What is being asked:
Using the listing below, show all lines that hold the word "containing".

The records:
______
//! Configuration system for the sensor simulator
//!
//! Values are layered: built-in defaults, then an optional TOML file, then
//! command-line overrides applied by the binary. Credentials are never stored
//! in the file itself; the file names the environment variables holding them.

use crate::encoding::WireFormat;
use crate::protocol::validate_device_id;
use serde::{Deserialize, Serialize};
use std::path::Path;
use std::time::Duration;
use thiserror::Error;
use url::Url;

/// Config file picked up from the working directory when `--config` is absent
pub const DEFAULT_CONFIG_FILE: &str = "sensor-sim.toml";

/// Main simulator configuration
#[derive(Debug, Clone, Serialize, Deserialize, PartialEq, Default)]
pub struct SimulatorConfig {
    #[serde(default)]
    pub device: DeviceSection,
    #[serde(default)]
    pub mqtt: MqttSection,
    #[serde(default)]
    pub telemetry: TelemetrySection,
    #[serde(default)]
    pub startup: StartupSection,
    #[serde(default)]
    pub reconnect: ReconnectSection,
}

#[derive(Debug, Clone, Serialize, Deserialize, PartialEq)]
pub struct DeviceSection {
    /// Device identifier (must match [a-zA-Z0-9._-]+); also the MQTT client ID
    #[serde(default = "default_device_id")]
    pub id: String,
}

impl Default for DeviceSection {
    fn default() -> Self {
        Self {
            id: default_device_id(),
        }
    }
}

#[derive(Debug, Clone, Serialize, Deserialize, PartialEq)]
pub struct MqttSection {
    /// MQTT broker URL with protocol and port
    #[serde(default = "default_broker_url")]
    pub broker_url: String,
    /// Environment variable containing username
    pub username_env: Option<String>,
    /// Environment variable containing password
    pub password_env: Option<String>,
    #[serde(default = "default_keepalive")]
    pub keepalive_secs: u64,
    #[serde(default = "default_connect_timeout")]
    pub connect_timeout_secs: u64,
}

impl Default for MqttSection {
    fn default() -> Self {
        Self {
            broker_url: default_broker_url(),
            username_env: None,
            password_env: None,
            keepalive_secs: default_keepalive(),
            connect_timeout_secs: default_connect_timeout(),
        }
    }
}

/// Telemetry cadence, generator parameters and wire format
#[derive(Debug, Clone, Serialize, Deserialize, PartialEq)]
pub struct TelemetrySection {
    #[serde(default = "default_interval_ms")]
    pub interval_ms: u64,
    #[serde(default = "default_temp_min")]
    pub temp_min: f64,
    #[serde(default = "default_temp_max")]
    pub temp_max: f64,
    /// Maximum compass step per sample, in degrees
    #[serde(default = "default_compass_variation")]
    pub compass_variation: f64,
    /// GPS drift in metres per second
    #[serde(default = "default_gps_drift")]
    pub gps_drift: f64,
    #[serde(default)]
    pub format: WireFormat,
}

impl Default for TelemetrySection {
    fn default() -> Self {
        Self {
            interval_ms: default_interval_ms(),
            temp_min: default_temp_min(),
            temp_max: default_temp_max(),
            compass_variation: default_compass_variation(),
            gps_drift: default_gps_drift(),
            format: WireFormat::default(),
        }
    }
}

/// Bounded wait for the broker to confirm the session
#[derive(Debug, Clone, Serialize, Deserialize, PartialEq)]
pub struct StartupSection {
    #[serde(default = "default_confirmation_attempts")]
    pub confirmation_attempts: u32,
    #[serde(default = "default_confirmation_interval_ms")]
    pub confirmation_interval_ms: u64,
}

impl Default for StartupSection {
    fn default() -> Self {
        Self {
            confirmation_attempts: default_confirmation_attempts(),
            confirmation_interval_ms: default_confirmation_interval_ms(),
        }
    }
}

/// Mid-session reconnection policy
#[derive(Debug, Clone, Serialize, Deserialize, PartialEq)]
pub struct ReconnectSection {
    /// Unlimited when absent
    pub max_attempts: Option<u32>,
    #[serde(default = "default_backoff_ms")]
    pub backoff_ms: Vec<u64>,
    #[serde(default = "default_sustained_delay_ms")]
    pub sustained_delay_ms: u64,
}

impl Default for ReconnectSection {
    fn default() -> Self {
        Self {
            max_attempts: None,
            backoff_ms: default_backoff_ms(),
            sustained_delay_ms: default_sustained_delay_ms(),
        }
    }
}

fn default_device_id() -> String {
    "sensor_simulator".to_string()
}

fn default_broker_url() -> String {
    "mqtt://localhost:1883".to_string()
}

fn default_keepalive() -> u64 {
    60
}

fn default_connect_timeout() -> u64 {
    10
}

fn default_interval_ms() -> u64 {
    1000
}

fn default_temp_min() -> f64 {
    35.0
}

fn default_temp_max() -> f64 {
    85.0
}

fn default_compass_variation() -> f64 {
    5.0
}

fn default_gps_drift() -> f64 {
    0.1
}

fn default_confirmation_attempts() -> u32 {
    10
}

fn default_confirmation_interval_ms() -> u64 {
    1000
}

fn default_backoff_ms() -> Vec<u64> {
    vec![250, 500, 1000, 2000]
}

fn default_sustained_delay_ms() -> u64 {
    5000
}

/// Configuration loading errors
#[derive(Debug, Error)]
pub enum ConfigError {
    #[error("Failed to read config file: {0}")]
    FileRead(#[from] std::io::Error),
    #[error("Failed to parse TOML: {0}")]
    TomlParse(#[from] toml::de::Error),
    #[error("Failed to render TOML: {0}")]
    TomlRender(#[from] toml::ser::Error),
    #[error("Invalid device ID format: {0}")]
    InvalidDeviceId(String),
    #[error("Invalid broker address: {0}")]
    InvalidBroker(String),
    #[error("Invalid configuration: {0}")]
    InvalidConfig(String),
}

/// Broker endpoint resolved from `mqtt.broker_url`
#[derive(Debug, Clone, PartialEq, Eq)]
pub struct BrokerEndpoint {
    pub host: String,
    pub port: u16,
    pub tls: bool,
}

impl SimulatorConfig {
    /// Load configuration from TOML file and validate it
    pub fn load_from_file(path: &Path) -> Result<Self, ConfigError> {
        let content = std::fs::read_to_string(path)?;
        let config: SimulatorConfig = toml::from_str(&content)?;
        config.validate()?;
        Ok(config)
    }

    /// Explicit path, else `sensor-sim.toml` when present, else defaults
    pub fn load(path: Option<&Path>) -> Result<Self, ConfigError> {
        match path {
            Some(path) => Self::load_from_file(path),
            None => {
                let fallback = Path::new(DEFAULT_CONFIG_FILE);
                if fallback.exists() {
                    Self::load_from_file(fallback)
                } else {
                    Ok(Self::default())
                }
            }
        }
    }

    pub fn validate(&self) -> Result<(), ConfigError> {
        validate_device_id(&self.device.id).map_err(|e| {
            ConfigError::InvalidDeviceId(format!(
                "Device ID '{}' must match pattern [a-zA-Z0-9._-]+ ({e})",
                self.device.id
            ))
        })?;

        self.broker_endpoint()?;

        let telemetry = &self.telemetry;
        if telemetry.temp_min >= telemetry.temp_max {
            return Err(ConfigError::InvalidConfig(format!(
                "temp_min ({}) must be below temp_max ({})",
                telemetry.temp_min, telemetry.temp_max
            )));
        }
        if telemetry.interval_ms == 0 {
            return Err(ConfigError::InvalidConfig(
                "interval_ms must be greater than zero".to_string(),
            ));
        }
        if telemetry.compass_variation < 0.0 || telemetry.gps_drift < 0.0 {
            return Err(ConfigError::InvalidConfig(
                "compass_variation and gps_drift must be non-negative".to_string(),
            ));
        }
        if self.startup.confirmation_attempts == 0 {
            return Err(ConfigError::InvalidConfig(
                "confirmation_attempts must be greater than zero".to_string(),
            ));
        }

        Ok(())
    }

    /// Accepts `mqtt://host:port`, `mqtts://host:port`, or a bare `host[:port]`
    pub fn broker_endpoint(&self) -> Result<BrokerEndpoint, ConfigError> {
        parse_broker(&self.mqtt.broker_url)
    }

    /// Replace the broker from a CLI `HOST[:PORT]` argument
    pub fn set_broker(&mut self, broker: &str) -> Result<(), ConfigError> {
        let endpoint = parse_broker(broker)?;
        let scheme = if endpoint.tls { "mqtts" } else { "mqtt" };
        self.mqtt.broker_url = format!("{scheme}://{}:{}", endpoint.host, endpoint.port);
        Ok(())
    }

    fn get_env_var_optional(env_var_name: Option<&String>) -> Option<String> {
        env_var_name.and_then(|name| std::env::var(name).ok())
    }

    /// Get MQTT username from environment variable
    pub fn get_mqtt_username(&self) -> Option<String> {
        Self::get_env_var_optional(self.mqtt.username_env.as_ref())
    }

    /// Get MQTT password from environment variable
    pub fn get_mqtt_password(&self) -> Option<String> {
        Self::get_env_var_optional(self.mqtt.password_env.as_ref())
    }

    pub fn telemetry_interval(&self) -> Duration {
        Duration::from_millis(self.telemetry.interval_ms)
    }

    pub fn confirmation_interval(&self) -> Duration {
        Duration::from_millis(self.startup.confirmation_interval_ms)
    }

    pub fn to_toml(&self) -> Result<String, ConfigError> {
        Ok(toml::to_string_pretty(self)?)
    }
}

fn parse_broker(broker: &str) -> Result<BrokerEndpoint, ConfigError> {
    let candidate = if broker.contains("://") {
        broker.to_string()
    } else {
        format!("mqtt://{broker}")
    };

    let url = Url::parse(&candidate)
        .map_err(|e| ConfigError::InvalidBroker(format!("{broker}: {e}")))?;

    let tls = match url.scheme() {
        "mqtt" | "tcp" => false,
        "mqtts" | "ssl" => true,
        other => {
            return Err(ConfigError::InvalidBroker(format!(
                "unsupported scheme '{other}'"
            )))
        }
    };

    let host = url
        .host_str()
        .filter(|host| !host.is_empty())
        .ok_or_else(|| ConfigError::InvalidBroker(format!("{broker}: missing host")))?
        .to_string();

    let port = url.port().unwrap_or(if tls { 8883 } else { 1883 });

    Ok(BrokerEndpoint { host, port, tls })
}

#[cfg(test)]
mod tests {
    use super::*;

    #[test]
    fn test_defaults_match_historical_flags() {
        let config = SimulatorConfig::default();
        assert_eq!(config.device.id, "sensor_simulator");
        assert_eq!(config.mqtt.broker_url, "mqtt://localhost:1883");
        assert_eq!(config.telemetry.interval_ms, 1000);
        assert_eq!(config.telemetry.temp_min, 35.0);
        assert_eq!(config.telemetry.temp_max, 85.0);
        assert_eq!(config.telemetry.format, WireFormat::Protobuf);
        assert_eq!(config.startup.confirmation_attempts, 10);
        assert_eq!(config.reconnect.backoff_ms, vec![250, 500, 1000, 2000]);
        assert!(config.validate().is_ok());
    }

    #[test]
    fn test_partial_toml_fills_defaults() {
        let toml_content = r#"
[device]
id = "imx8mp-01"

[telemetry]
interval_ms = 250
format = "json"
"#;

        let config: SimulatorConfig = toml::from_str(toml_content).unwrap();
        assert_eq!(config.device.id, "imx8mp-01");
        assert_eq!(config.telemetry.interval_ms, 250);
        assert_eq!(config.telemetry.format, WireFormat::Json);
        assert_eq!(config.telemetry.gps_drift, 0.1);
        assert_eq!(config.mqtt.keepalive_secs, 60);
    }

    #[test]
    fn test_invalid_device_id() {
        let mut config = SimulatorConfig::default();
        config.device.id = "invalid@device".to_string();
        assert!(matches!(
            config.validate(),
            Err(ConfigError::InvalidDeviceId(_))
        ));
    }

    #[test]
    fn test_temperature_range_must_be_ordered() {
        let mut config = SimulatorConfig::default();
        config.telemetry.temp_min = 90.0;
        assert!(matches!(
            config.validate(),
            Err(ConfigError::InvalidConfig(_))
        ));
    }

    #[test]
    fn test_zero_interval_rejected() {
        let mut config = SimulatorConfig::default();
        config.telemetry.interval_ms = 0;
        assert!(config.validate().is_err());
    }

    #[test]
    fn test_broker_parsing() {
        let endpoint = parse_broker("mqtt://broker.local:1884").unwrap();
        assert_eq!(endpoint.host, "broker.local");
        assert_eq!(endpoint.port, 1884);
        assert!(!endpoint.tls);

        let endpoint = parse_broker("10.0.0.5").unwrap();
        assert_eq!(endpoint.host, "10.0.0.5");
        assert_eq!(endpoint.port, 1883);

        let endpoint = parse_broker("mqtts://secure.example.com").unwrap();
        assert!(endpoint.tls);
        assert_eq!(endpoint.port, 8883);

        assert!(parse_broker("http://example.com").is_err());
    }

    #[test]
    fn test_set_broker_from_cli_argument() {
        let mut config = SimulatorConfig::default();
        config.set_broker("192.168.1.20:1884").unwrap();
        assert_eq!(config.mqtt.broker_url, "mqtt://192.168.1.20:1884");
    }

    #[test]
    fn test_rendered_config_parses_back() {
        let config = SimulatorConfig::default();
        let rendered = config.to_toml().unwrap();
        let parsed: SimulatorConfig = toml::from_str(&rendered).unwrap();
        assert_eq!(parsed, config);
    }
}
______
Task output:
    /// Environment variable containing username
    /// Environment variable containing password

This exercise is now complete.